Wilson remembers listening to The Beatles’ Rubber Soul and the work of producer Phil Spector in the run-up to recording, as well as Bacharach. “ Paul McCartney said he thought it was the best song ever written,” he says, noticeably still delighted.

He wasn’t the only one who thought it was a cut above. He cites God Only Knows as the song where he knew Pet Sounds was going to be special. “Yeah, kind of,” he says, warming to the idea. Was he Wilson’s surrogate therapist?Īnd despite Asher’s involvement, and that of the rest of the Beach Boys and all the other musicians, given the fact that he wrote all the music and produced it, was Pet Sounds really the first Brian Wilson solo album?

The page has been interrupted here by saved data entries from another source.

//! Accordion markup serializer for a render tree.

use crate::render::RenderOptions;
use crate::render::tree::{NodeKind, RenderNode, RenderTree};
use crate::search::PresentationMode;

const COLLAPSED_STYLE: &str = "display: none";
const EXPANDED_STYLE: &str = "display: block";

/// Serialize `tree` as nested `<li>`/`<ul>` accordion items.
///
/// Text is emitted as-is; catalog descriptions and links already carry
/// whatever escaping the generator applied.
pub fn to_html(tree: &RenderTree, options: &RenderOptions) -> String {
    let state = ItemState::for_mode(tree.mode, options);
    let mut out = String::new();
    for node in &tree.nodes {
        push_node(&mut out, node, &state, options);
    }
    out
}

struct ItemState<'a> {
    li_class: &'a str,
    style: &'a str,
}

impl<'a> ItemState<'a> {
    fn for_mode(mode: PresentationMode, options: &'a RenderOptions) -> Self {
        match mode {
            PresentationMode::Collapsed => Self {
                li_class: "",
                style: COLLAPSED_STYLE,
            },
            PresentationMode::Expanded => Self {
                li_class: &options.open_class,
                style: EXPANDED_STYLE,
            },
        }
    }
}

fn push_node(out: &mut String, node: &RenderNode, state: &ItemState<'_>, options: &RenderOptions) {
    match node.kind {
        NodeKind::Group => {
            push_toggle(out, node, state, options);
            out.push_str(&format!("<ul class=\"{}\">", options.group_list_class));
            for child in &node.children {
                push_node(out, child, state, options);
            }
            out.push_str("</ul></li>");
        }
        NodeKind::Section => {
            push_toggle(out, node, state, options);
            out.push_str(&format!(
                "<ul class=\"{}\" style=\"{}\">",
                options.section_list_class, state.style
            ));
            for child in &node.children {
                push_node(out, child, state, options);
            }
            out.push_str("</ul></li>");
        }
        NodeKind::Entry => {
            let span = if node.deprecated {
                format!("<span class=\"{}\">", options.deprecated_class)
            } else {
                "<span>".to_string()
            };
            out.push_str(&format!(
                "<li><a href=\"#{}\">{}.&nbsp;{}{}</span></a> </li>",
                node.anchor, node.number, span, node.label
            ));
        }
    }
}

fn push_toggle(out: &mut String, node: &RenderNode, state: &ItemState<'_>, options: &RenderOptions) {
    out.push_str(&format!(
        "<li class=\"{}\"><a class=\"{}\" href=\"#{}\">{}.&nbsp;{}</a>",
        state.li_class, options.toggle_class, node.anchor, node.number, node.label
    ));
}

#[cfg(test)]
mod tests {
    use super::*;

    fn entry(number: &str, label: &str, deprecated: bool) -> RenderNode {
        RenderNode {
            kind: NodeKind::Entry,
            number: number.into(),
            label: label.into(),
            anchor: format!("_{}_{}", number.replace('.', "_"), label),
            deprecated,
            children: Vec::new(),
        }
    }

    fn section_tree(mode: PresentationMode) -> RenderTree {
        RenderTree {
            mode,
            nodes: vec![RenderNode {
                kind: NodeKind::Section,
                number: "1.1".into(),
                label: "Admin API".into(),
                anchor: "_1_1_admin_api".into(),
                deprecated: false,
                children: vec![entry("1.1.1", "update admin", false)],
            }],
        }
    }

    #[test]
    fn collapsed_section_markup() {
        let html = to_html(&section_tree(PresentationMode::Collapsed), &RenderOptions::default());
        assert_eq!(
            html,
            "<li class=\"\"><a class=\"dd\" href=\"#_1_1_admin_api\">1.1.&nbsp;Admin API</a>\
             <ul class=\"sectlevel2\" style=\"display: none\">\
             <li><a href=\"#_1_1_1_update admin\">1.1.1.&nbsp;<span>update admin</span></a> </li>\
             </ul></li>"
        );
    }

    #[test]
    fn expanded_items_are_open() {
        let html = to_html(&section_tree(PresentationMode::Expanded), &RenderOptions::default());
        assert!(html.starts_with("<li class=\"open\">"));
        assert!(html.contains("style=\"display: block\""));
    }

    #[test]
    fn deprecated_entry_uses_configured_class() {
        let mut tree = section_tree(PresentationMode::Collapsed);
        tree.nodes[0].children.push(entry("1.1.2", "freeze admin", true));
        let options = RenderOptions {
            deprecated_class: "struck".into(),
            ..Default::default()
        };
        let html = to_html(&tree, &options);
        assert!(html.contains("<span class=\"struck\">freeze admin</span>"));
        assert!(html.contains("<span>update admin</span>"));
    }
}
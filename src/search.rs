//! Query filtering over a catalog.
//!
//! Matching is a case-folded substring test against group names and
//! section/entry descriptions; urls, aliases and links are never consulted.
//! Results keep catalog order and original order numbers.

use crate::catalog::{Catalog, Group, Section};
use crate::render::{RenderOptions, render};
use serde::Serialize;
use std::borrow::Cow;

/// Open state requested from the renderer.
///
/// An empty query shows the whole catalog `Collapsed`; any other query shows
/// its matches `Expanded`. The mode never changes which nodes are emitted.
#[derive(Clone, Copy, Debug, Eq, PartialEq, Hash, Serialize)]
#[serde(rename_all = "snake_case")]
pub enum PresentationMode {
    Collapsed,
    Expanded,
}

/// Number of nodes at each level of a search view.
#[derive(Clone, Copy, Debug, Default, Eq, PartialEq, Serialize)]
pub struct ViewCounts {
    pub groups: usize,
    pub sections: usize,
    pub entries: usize,
}

/// Filtered view of a catalog plus the presentation it should be shown in.
#[derive(Clone, Debug)]
pub struct SearchResult<'a> {
    view: Cow<'a, Catalog>,
    mode: PresentationMode,
}

impl<'a> SearchResult<'a> {
    pub fn mode(&self) -> PresentationMode {
        self.mode
    }

    pub fn catalog(&self) -> &Catalog {
        &self.view
    }

    pub fn into_catalog(self) -> Catalog {
        self.view.into_owned()
    }

    pub fn is_empty(&self) -> bool {
        self.view.is_empty()
    }

    pub fn counts(&self) -> ViewCounts {
        ViewCounts {
            groups: self.view.groups.len(),
            sections: self.view.section_count(),
            entries: self.view.entry_count(),
        }
    }

    /// Serialize this view with the accordion markup.
    pub fn render(&self, options: &RenderOptions) -> String {
        render(&self.view, self.mode, options)
    }
}

/// Case-folded query text.
struct Query {
    folded: String,
}

impl Query {
    fn new(raw: &str) -> Self {
        Self {
            folded: raw.to_lowercase(),
        }
    }

    fn is_empty(&self) -> bool {
        self.folded.is_empty()
    }

    fn matches(&self, text: &str) -> bool {
        text.to_lowercase().contains(&self.folded)
    }
}

/// Filter `catalog` against `query`.
///
/// An empty query returns the catalog itself, collapsed. Otherwise each
/// section is kept whole when its description matches; a non-matching
/// section is kept with only its first matching entry, and scanning stops
/// there. A group whose name matches is kept whole, regardless of what its
/// sections did.
pub fn search<'a>(catalog: &'a Catalog, query: &str) -> SearchResult<'a> {
    let query = Query::new(query);
    if query.is_empty() {
        tracing::debug!(key = %catalog.key, "empty query, showing full catalog");
        return SearchResult {
            view: Cow::Borrowed(catalog),
            mode: PresentationMode::Collapsed,
        };
    }

    let groups: Vec<Group> = catalog
        .groups
        .iter()
        .filter_map(|group| filter_group(group, &query))
        .collect();

    let result = SearchResult {
        view: Cow::Owned(catalog.with_groups(groups)),
        mode: PresentationMode::Expanded,
    };
    let counts = result.counts();
    tracing::debug!(
        key = %catalog.key,
        query = %query.folded,
        groups = counts.groups,
        sections = counts.sections,
        entries = counts.entries,
        "search complete"
    );
    result
}

fn filter_group(group: &Group, query: &Query) -> Option<Group> {
    if query.matches(&group.name) {
        return Some(group.clone());
    }

    let sections: Vec<Section> = group
        .sections
        .iter()
        .filter_map(|section| filter_section(section, query))
        .collect();
    if sections.is_empty() {
        return None;
    }
    Some(Group {
        name: group.name.clone(),
        order: group.order.clone(),
        sections,
    })
}

fn filter_section(section: &Section, query: &Query) -> Option<Section> {
    if query.matches(&section.description) {
        return Some(section.clone());
    }
    // Only the first matching entry is surfaced for a non-matching section.
    section
        .entries
        .iter()
        .find(|entry| query.matches(&entry.description))
        .map(|entry| section.with_single_entry(entry))
}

Many of the lyrics on Pet Sounds were written by a young advertising copywriter called Tony Asher, who managed to express succinctly Wilson’s feelings. It was actually released as a Brian Wilson solo single, but, as he recalls, it barely charted.
PET SOUNDS SESSIONS FULL
Finally, there was Caroline, No, a deeply autobiographical song – the only one on the album to have lyrics written by Brian – full of yearning for a girl, and a past, that could never be recovered. There were two instrumentals on Pet Sounds: Let’s Go Away For A While, which nodded to that other sublime 60s melodist Burt Bacharach, and the title track, briefly mooted as a James Bond theme (with the title Run James Run).
PET SOUNDS SESSIONS PLUS
The other Beach Boys – Brian’s brothers Carl (guitar) and Dennis (drums), plus Johnston, Love and Al Jardine (guitar) – may have barely contributed instrumentally to the album ( That’s Not Me was one of their few showcases as musicians), but their signature vocal harmonies throughout are stunning: on the hymnal You Still Believe In Me they sound like a choir the chord sequence for Don’t Talk (Put Your Head On My Shoulder) was so affecting it reduced Brian’s then-wife Marilyn to tears I Know There’s An Answer was originally going to be called Hang On To Your Ego, but it was Love who apparently deemed it too weird and druggy and insisted on the change I Just Wasn’t Made For These Times was the perfect title for this staggeringly beautiful song about alienation. A cover of an old folk song, it was the anomaly on this song cycle about love and hope, regret and sorrow, and yet its lustrous orchestration was typical of the album. Wouldn’t It Be Nice might have been the opener on Pet Sounds, but side one closer Sloop John B was the first track to completed. At times he can seem like a fidgety, barely interested kid at school – Adult Child is the name of an unreleased album that Wilson worked on simultaneously to Smile (another unissued Wilson album, which came out in bootleg form in 1992, was titled Sweet Insanity) – but he focuses in fits and starts as he recalls the highlights of that momentous period.

Wilson talks in terse monosyllables, at this moment eager to be anywhere else but here being interviewed about his most famous and most lauded work. After that, the influence of LSD made him withdrawn, a recluse almost.” “He was totally in command up to Pet Sounds and Smile. “I used to refer to him as the Stalin of the studio,” laughs Mike Love, Wilson’s cousin and who sang on many of the Beach Boys hits.